Among children whose disease was suspected because of newborn screening rather than illness or family history, 92.5% survived five years or more after treatment. These findings demonstrate for the first time that newborn screening facilitated the early identification of infants with SCID, leading to prompt treatment before life-threatening infections occurred and thereby increasing the proportion of children who survived to age five or beyond. Researchers at the National Institute of Allergy and Infectious Diseases (NIAID), part of the National Institutes of Health, and colleagues led the retrospective study, which The Lancet published.
PIDTC investigators analyzed data on more than 900 children with confirmed SCID who received treatment for the condition with a transplant of blood-forming stem cells from a non-genetically matched donor at one of 34 sites in the United States or Canada between 1982 and 2018. The researchers examined the five-year overall survival rate of these children from 2010–2018, when state- and province-wide newborn screening was in effect at participating sites, compared to earlier time periods. The researchers excluded infants who received stem-cell transplants from genetically matched sibling donors from the analysis, because these children had high overall survival rates throughout the study period.

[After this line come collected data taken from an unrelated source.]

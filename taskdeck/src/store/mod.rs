//! Reactive data store synchronized with the hub.
//!
//! [`SyncStore`] holds the two shared collections — contacts and tasks —
//! in [`tokio::sync::watch`] channels so views can observe them. Mutations
//! go to the backend and then refetch the affected collection wholesale;
//! the store never patches a collection in place from a mutation result.
//! A [`ChangeFeed`] keeps the collections fresh when *other* clients
//! mutate, again by refetching rather than diffing.

pub mod columns;

use std::sync::Arc;

use taskdeck_proto::contact::{Contact, ContactId, ContactPatch, NewContact};
use taskdeck_proto::task::{FullTask, SubtaskId, TaskDraft, TaskId, TaskStatus};
use tokio::sync::watch;

use crate::backend::{Backend, BackendError};
use columns::BoardColumns;

/// Reactive store over a [`Backend`].
///
/// Cheap to clone; clones share the same collections and backend.
pub struct SyncStore<B> {
    backend: Arc<B>,
    contacts: watch::Sender<Vec<Contact>>,
    tasks: watch::Sender<Vec<FullTask>>,
}

impl<B> Clone for SyncStore<B> {
    fn clone(&self) -> Self {
        Self {
            backend: Arc::clone(&self.backend),
            contacts: self.contacts.clone(),
            tasks: self.tasks.clone(),
        }
    }
}

impl<B: Backend + 'static> SyncStore<B> {
    /// Creates a store with empty collections. Call
    /// [`refresh_all`](Self::refresh_all) to populate them.
    #[must_use]
    pub fn new(backend: Arc<B>) -> Self {
        let (contacts, _) = watch::channel(Vec::new());
        let (tasks, _) = watch::channel(Vec::new());
        Self {
            backend,
            contacts,
            tasks,
        }
    }

    /// The backend this store talks to.
    #[must_use]
    pub fn backend(&self) -> &Arc<B> {
        &self.backend
    }

    /// Observe the contact collection.
    #[must_use]
    pub fn contacts(&self) -> watch::Receiver<Vec<Contact>> {
        self.contacts.subscribe()
    }

    /// Observe the task collection.
    #[must_use]
    pub fn tasks(&self) -> watch::Receiver<Vec<FullTask>> {
        self.tasks.subscribe()
    }

    /// Current contacts, cloned out of the watch channel.
    #[must_use]
    pub fn contacts_snapshot(&self) -> Vec<Contact> {
        self.contacts.borrow().clone()
    }

    /// Current tasks, cloned out of the watch channel.
    #[must_use]
    pub fn tasks_snapshot(&self) -> Vec<FullTask> {
        self.tasks.borrow().clone()
    }

    /// The current task collection partitioned into board columns.
    #[must_use]
    pub fn board(&self) -> BoardColumns {
        BoardColumns::partition(&self.tasks.borrow())
    }

    /// Refetch the contact collection from the backend.
    ///
    /// # Errors
    ///
    /// Returns [`BackendError`] if the fetch fails; the collection keeps
    /// its previous value in that case.
    pub async fn refresh_contacts(&self) -> Result<(), BackendError> {
        let contacts = self.backend.list_contacts().await?;
        self.contacts.send_replace(contacts);
        Ok(())
    }

    /// Refetch the task collection from the backend.
    ///
    /// # Errors
    ///
    /// Returns [`BackendError`] if the fetch fails; the collection keeps
    /// its previous value in that case.
    pub async fn refresh_tasks(&self) -> Result<(), BackendError> {
        let tasks = self.backend.list_tasks().await?;
        self.tasks.send_replace(tasks);
        Ok(())
    }

    /// Refetch both collections.
    ///
    /// # Errors
    ///
    /// Returns the first [`BackendError`] encountered.
    pub async fn refresh_all(&self) -> Result<(), BackendError> {
        self.refresh_contacts().await?;
        self.refresh_tasks().await
    }

    /// Point lookup of a contact.
    ///
    /// Returns `None` both when the id is unknown and when the backend
    /// call fails; failures are logged, never surfaced. Callers treat a
    /// missing contact and an unreachable hub the same way.
    pub async fn contact_by_id(&self, id: ContactId) -> Option<Contact> {
        match self.backend.get_contact(id).await {
            Ok(contact) => contact,
            Err(e) => {
                tracing::warn!(contact_id = %id, err = %e, "contact lookup failed");
                None
            }
        }
    }

    /// Create a contact, then refetch the contact collection.
    ///
    /// # Errors
    ///
    /// Returns [`BackendError`] if the insert or the refetch fails.
    pub async fn create_contact(&self, contact: NewContact) -> Result<(), BackendError> {
        self.backend.insert_contact(contact).await?;
        self.refresh_contacts().await
    }

    /// Update a contact, then refetch the contact collection.
    ///
    /// # Errors
    ///
    /// Returns [`BackendError`] if the update or the refetch fails.
    pub async fn update_contact(
        &self,
        id: ContactId,
        patch: ContactPatch,
    ) -> Result<(), BackendError> {
        self.backend.update_contact(id, patch).await?;
        self.refresh_contacts().await
    }

    /// Delete a contact, then refetch the contact collection.
    ///
    /// # Errors
    ///
    /// Returns [`BackendError`] if the delete or the refetch fails.
    pub async fn delete_contact(&self, id: ContactId) -> Result<(), BackendError> {
        self.backend.delete_contact(id).await?;
        self.refresh_contacts().await
    }

    /// Create a task, then refetch the task collection.
    ///
    /// # Errors
    ///
    /// Returns [`BackendError`] if the insert or the refetch fails.
    pub async fn create_task(&self, draft: TaskDraft) -> Result<(), BackendError> {
        self.backend.insert_task(draft).await?;
        self.refresh_tasks().await
    }

    /// Move a task to another workflow stage, then refetch the tasks.
    ///
    /// # Errors
    ///
    /// Returns [`BackendError`] if the move or the refetch fails.
    pub async fn move_task(&self, id: TaskId, status: TaskStatus) -> Result<(), BackendError> {
        self.backend.update_task_status(id, status).await?;
        self.refresh_tasks().await
    }

    /// Delete a task, then refetch the task collection.
    ///
    /// # Errors
    ///
    /// Returns [`BackendError`] if the delete or the refetch fails.
    pub async fn delete_task(&self, id: TaskId) -> Result<(), BackendError> {
        self.backend.delete_task(id).await?;
        self.refresh_tasks().await
    }

    /// Set a subtask's completion flag, then refetch the task collection.
    ///
    /// # Errors
    ///
    /// Returns [`BackendError`] if the flip or the refetch fails.
    pub async fn toggle_subtask(&self, id: SubtaskId, is_done: bool) -> Result<(), BackendError> {
        self.backend.set_subtask_done(id, is_done).await?;
        self.refresh_tasks().await
    }

    /// Subscribe to the hub's change feed and keep the collections fresh.
    ///
    /// Any event, regardless of which table changed, refetches both
    /// collections. The returned [`ChangeFeed`] owns the background task:
    /// dropping or disposing it stops the feed. Calling `watch_changes`
    /// again replaces the hub-side subscription, so the old feed stops
    /// receiving events.
    ///
    /// # Errors
    ///
    /// Returns [`BackendError`] if subscribing fails.
    pub async fn watch_changes(&self) -> Result<ChangeFeed, BackendError> {
        let mut events = self.backend.subscribe().await?;
        let store = self.clone();
        let handle = tokio::spawn(async move {
            while let Some(event) = events.recv().await {
                tracing::debug!(table = %event.table, op = ?event.op, "change event, refetching");
                if let Err(e) = store.refresh_contacts().await {
                    tracing::warn!(err = %e, "contact refetch after change failed");
                }
                if let Err(e) = store.refresh_tasks().await {
                    tracing::warn!(err = %e, "task refetch after change failed");
                }
            }
            tracing::debug!("change feed ended");
        });
        Ok(ChangeFeed { handle })
    }
}

/// Handle to a running change-feed task.
///
/// The feed stops when the handle is disposed or dropped, so holding it
/// scopes the subscription to the owner's lifetime.
#[derive(Debug)]
pub struct ChangeFeed {
    handle: tokio::task::JoinHandle<()>,
}

impl ChangeFeed {
    /// Stop the feed explicitly.
    pub fn dispose(self) {
        self.handle.abort();
    }

    /// Whether the feed task has already ended.
    #[must_use]
    pub fn is_finished(&self) -> bool {
        self.handle.is_finished()
    }
}

impl Drop for ChangeFeed {
    fn drop(&mut self) {
        self.handle.abort();
    }
}
/// Main application state.
pub struct App {
    /// Current screen.
    pub screen: Screen,
    /// Whether the overflow menu is open.
    pub menu_open: bool,
    /// Selected entry in the overflow menu.
    pub menu_selected: usize,
    /// Local snapshot of the contact collection, name-ordered.
    pub contacts: Vec<Contact>,
    /// Local snapshot of the task collection.
    pub tasks: Vec<FullTask>,
    /// Whether the hub connection is up.
    pub connected: bool,
    /// Board screen state.
    pub board: BoardView,
    /// Selected subtask row inside the board detail overlay.
    pub detail_subtask: usize,
    /// Contacts screen state.
    pub contacts_view: ContactsView,
    /// Add-task form state.
    pub add_task: AddTaskForm,
    /// Transient footer message, if any.
    pub notification: Option<Notification>,
    /// Whether the app should quit.
    pub should_quit: bool,
    /// Delay between a dialog exit trigger and the state change.
    pub exit_delay: Duration,
    /// How long footer notifications stay visible.
    pub notification_ttl: Duration,
    /// Width budget for names before truncation.
    pub name_width: usize,
}
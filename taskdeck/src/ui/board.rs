//! Kanban board rendering.

use ratatui::{
    Frame,
    layout::{Constraint, Direction, Layout, Rect},
    text::{Line, Span},
    widgets::{Block, Borders, Clear, List, ListItem, Paragraph, Wrap},
};

use taskdeck_proto::task::{AssignedContact, FullTask, TaskStatus};

use super::{centered_rect, theme};
use crate::app::App;
use crate::format::{initials, truncate_name};
use crate::store::columns::BoardColumns;

/// Render the board with its four columns and, if open, the task
/// detail overlay.
pub fn render(frame: &mut Frame, area: Rect, app: &App) {
    let chunks = Layout::default()
        .direction(Direction::Vertical)
        .constraints([Constraint::Length(1), Constraint::Min(3)])
        .split(area);

    render_search_line(frame, chunks[0], app);

    let columns = BoardColumns::partition(&app.tasks);
    let column_chunks = Layout::default()
        .direction(Direction::Horizontal)
        .constraints([Constraint::Percentage(25); 4])
        .split(chunks[1]);

    for (idx, status) in TaskStatus::ALL.into_iter().enumerate() {
        render_column(frame, column_chunks[idx], app, status, columns.column(status));
    }

    if app.board.detail.is_some() {
        render_detail(frame, area, app);
    }
}

fn render_search_line(frame: &mut Frame, area: Rect, app: &App) {
    if !app.board.searching && app.board.search.is_empty() {
        return;
    }
    let cursor = if app.board.searching { "_" } else { "" };
    let line = Line::from(vec![
        Span::styled("Find task: ", theme::dimmed()),
        Span::styled(format!("{}{cursor}", app.board.search), theme::bold()),
    ]);
    frame.render_widget(Paragraph::new(line), area);
}

fn render_column(
    frame: &mut Frame,
    area: Rect,
    app: &App,
    status: TaskStatus,
    tasks: &[FullTask],
) {
    let is_focused = app.board.column == status && app.board.detail.is_none();
    let visible = app.board.visible(tasks);

    let items: Vec<ListItem> = visible
        .iter()
        .enumerate()
        .map(|(idx, task)| {
            let is_selected = is_focused && idx == app.board.selected;
            let style = if is_selected {
                theme::selected()
            } else {
                theme::normal()
            };
            ListItem::new(card_lines(task)).style(style)
        })
        .collect();

    let title = format!("{status} ({})", visible.len());
    let block = Block::default()
        .title(Span::styled(
            title,
            theme::panel_title(theme::column_color(status)),
        ))
        .borders(Borders::ALL)
        .border_style(if is_focused {
            theme::highlighted()
        } else {
            theme::normal()
        });

    frame.render_widget(List::new(items).block(block), area);
}

/// The two display lines of a board card: title, then priority marker,
/// subtask progress, and assignee initials.
fn card_lines(task: &FullTask) -> Vec<Line<'_>> {
    let mut meta = vec![Span::styled(
        theme::priority_symbol(task.task.priority),
        theme::normal().fg(theme::priority_color(task.task.priority)),
    )];
    if !task.subtasks.is_empty() {
        meta.push(Span::styled(
            format!(" {}/{}", task.done_subtasks(), task.subtasks.len()),
            theme::dimmed(),
        ));
    }
    for assignee in &task.assignees {
        meta.push(Span::raw(" "));
        meta.push(Span::styled(
            initials(&assignee.name),
            theme::normal().fg(theme::hex_color(&assignee.color)),
        ));
    }

    vec![Line::from(task.task.title.as_str()), Line::from(meta)]
}

/// One assignee row of the detail overlay: initials badge plus the
/// name truncated to the configured width.
fn assignee_line(assignee: &AssignedContact, name_width: usize) -> Line<'static> {
    Line::from(vec![
        Span::styled(
            format!("  {} ", initials(&assignee.name)),
            theme::bold().fg(theme::hex_color(&assignee.color)),
        ),
        Span::raw(truncate_name(&assignee.name, name_width)),
    ])
}

fn render_detail(frame: &mut Frame, area: Rect, app: &App) {
    let Some(task) = app.detail_task() else {
        return;
    };

    let mut lines = vec![
        Line::from(vec![
            Span::styled(task.task.category.to_string(), theme::dimmed()),
            Span::raw("  "),
            Span::styled(
                format!(
                    "{} {}",
                    theme::priority_symbol(task.task.priority),
                    task.task.priority
                ),
                theme::normal().fg(theme::priority_color(task.task.priority)),
            ),
        ]),
        Line::from(Span::styled(task.task.title.as_str(), theme::bold())),
        Line::from(""),
    ];

    if let Some(description) = &task.task.description {
        lines.push(Line::from(description.as_str()));
        lines.push(Line::from(""));
    }

    lines.push(Line::from(vec![
        Span::styled("Due: ", theme::dimmed()),
        Span::raw(task.task.due_date.format("%Y-%m-%d").to_string()),
    ]));

    if !task.assignees.is_empty() {
        lines.push(Line::from(""));
        lines.push(Line::from(Span::styled("Assigned to", theme::dimmed())));
        for assignee in &task.assignees {
            lines.push(assignee_line(assignee, app.name_width));
        }
    }

    if !task.subtasks.is_empty() {
        lines.push(Line::from(""));
        lines.push(Line::from(Span::styled("Subtasks", theme::dimmed())));
        for (idx, subtask) in task.subtasks.iter().enumerate() {
            let marker = if subtask.is_done { "[x]" } else { "[ ]" };
            let style = if idx == app.detail_subtask {
                theme::selected()
            } else {
                theme::normal()
            };
            lines.push(Line::from(Span::styled(
                format!("  {marker} {}", subtask.title),
                style,
            )));
        }
    }

    let popup = centered_rect(70, 80, area);
    let block = Block::default()
        .title(Span::styled("Task", theme::panel_title(theme::HIGHLIGHT)))
        .borders(Borders::ALL)
        .border_style(theme::highlighted());

    frame.render_widget(Clear, popup);
    frame.render_widget(
        Paragraph::new(lines).wrap(Wrap { trim: false }).block(block),
        popup,
    );
}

The five-year overall survival rate for children with SCID who received a stem-cell transplant from a non-genetically matched donor remained steady at 72% to 73% from 1982 to 2009 despite advances in clinical care, then increased to 87% during the years 2010 to 2018. Among children whose disease was first suspected based on the result of newborn screening rather than on illness or family history of SCID, and who received a transplant between 2010 and 2018, 92.5% survived to age five or beyond.